**What is expected**
Where in the data below does the word "before" appear? Copy every line that has it.

**Supplied information**
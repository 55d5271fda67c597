use crate::model::CommitListOptions;
use crate::service::Provider;
use serde::{Deserialize, Serialize};

/// `?owner=` for repository listings; empty means the authenticated principal
#[derive(Debug, Clone, Default, Deserialize)]
pub struct OwnerParams {
    #[serde(default)]
    pub owner: String,
}

/// `?id=` naming one repository, numeric or `owner/name`
#[derive(Debug, Clone, Default, Deserialize)]
pub struct RepoParams {
    #[serde(default)]
    pub id: String,
}

/// Commit listing query parameters
// Spelled out rather than flattening CommitListOptions: serde's flatten
// loses the string-to-number coercion query strings rely on
#[derive(Debug, Clone, Default, Deserialize)]
pub struct CommitParams {
    #[serde(default)]
    pub id: String,
    #[serde(default)]
    pub sha: String,
    #[serde(default)]
    pub path: String,
    #[serde(default)]
    pub author: String,
    #[serde(default)]
    pub page: u32,
    #[serde(default)]
    pub per_page: u32,
}

impl CommitParams {
    pub fn options(&self) -> CommitListOptions {
        CommitListOptions {
            sha: self.sha.clone(),
            path: self.path.clone(),
            author: self.author.clone(),
            page: self.page,
            per_page: self.per_page,
        }
    }
}

/// `?repoUrl=` for line counts
#[derive(Debug, Clone, Default, Deserialize)]
pub struct LocParams {
    #[serde(default, rename = "repoUrl")]
    pub repo_url: String,
}

/// Health check response
#[derive(Debug, Clone, Serialize)]
pub struct HealthResponse {
    pub status: String,
    pub providers: Vec<Provider>,
}
use chrono::{DateTime, Utc};
use std::sync::Arc;
use tokio::sync::RwLock;
use tracing::{debug, warn};

/// Names of the rate limit headers a provider sends
#[derive(Debug, Clone, Copy)]
pub struct RateLimitHeaders {
    pub limit: &'static str,
    pub remaining: &'static str,
    /// Unix timestamp (seconds) at which the budget resets
    pub reset: &'static str,
}

impl RateLimitHeaders {
    pub const GITHUB: Self = Self {
        limit: "x-ratelimit-limit",
        remaining: "x-ratelimit-remaining",
        reset: "x-ratelimit-reset",
    };

    pub const GITLAB: Self = Self {
        limit: "ratelimit-limit",
        remaining: "ratelimit-remaining",
        reset: "ratelimit-reset",
    };
}

/// Rate limiter driven by provider response headers
#[derive(Clone)]
pub struct RateLimiter {
    state: Arc<RwLock<RateLimitState>>,
    headers: RateLimitHeaders,
    buffer: u32,
}

#[derive(Debug, Clone)]
struct RateLimitState {
    /// Total rate limit
    limit: u32,

    /// Remaining requests
    remaining: u32,

    /// Unix timestamp when rate limit resets
    reset_at: i64,
}

impl RateLimiter {
    /// Create a new rate limiter with a buffer
    pub fn new(headers: RateLimitHeaders, buffer: u32) -> Self {
        Self {
            state: Arc::new(RwLock::new(RateLimitState {
                limit: 60, // Unknown until the first response arrives
                remaining: 60,
                reset_at: Utc::now().timestamp() + 3600,
            })),
            headers,
            buffer,
        }
    }

    /// Update rate limit from response headers
    pub async fn update_from_headers(&self, headers: &reqwest::header::HeaderMap) {
        let read = |name: &str| {
            headers
                .get(name)
                .and_then(|v| v.to_str().ok())
                .map(|s| s.trim().to_string())
        };

        let limit = read(self.headers.limit).and_then(|s| s.parse::<u32>().ok());
        let remaining = read(self.headers.remaining).and_then(|s| s.parse::<u32>().ok());
        let reset = read(self.headers.reset).and_then(|s| s.parse::<i64>().ok());

        if limit.is_none() && remaining.is_none() && reset.is_none() {
            return;
        }

        let mut state = self.state.write().await;
        if let Some(limit) = limit {
            state.limit = limit;
        }
        if let Some(remaining) = remaining {
            state.remaining = remaining;
        }
        if let Some(reset) = reset {
            state.reset_at = reset;
        }

        debug!(
            "Rate limit updated: {}/{} (resets at {})",
            state.remaining, state.limit, state.reset_at
        );
    }

    /// Check if we should wait before making the next request
    pub async fn should_wait(&self) -> bool {
        let state = self.state.read().await;
        // Use the minimum of buffer or 10% of limit to handle low rate limits
        let threshold = std::cmp::min(self.buffer, (state.limit / 10).max(5));
        state.remaining <= threshold
    }

    /// Wait if necessary before making a request
    pub async fn wait_if_needed(&self) {
        if !self.should_wait().await {
            return;
        }

        let wait_secs = {
            let state = self.state.read().await;
            let now = Utc::now().timestamp();
            if now >= state.reset_at {
                return;
            }
            warn!(
                "Rate limit approaching ({}/{}), waiting {} seconds until reset",
                state.remaining,
                state.limit,
                state.reset_at - now
            );
            (state.reset_at - now) as u64
        };

        tokio::time::sleep(tokio::time::Duration::from_secs(wait_secs)).await;
    }

    /// Get current rate limit status
    pub async fn get_status(&self) -> (u32, u32, DateTime<Utc>) {
        let state = self.state.read().await;
        (
            state.remaining,
            state.limit,
            DateTime::from_timestamp(state.reset_at, 0).unwrap_or_else(Utc::now),
        )
    }
}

**Result**
    /// Check if we should wait before making the next request
    /// Wait if necessary before making a request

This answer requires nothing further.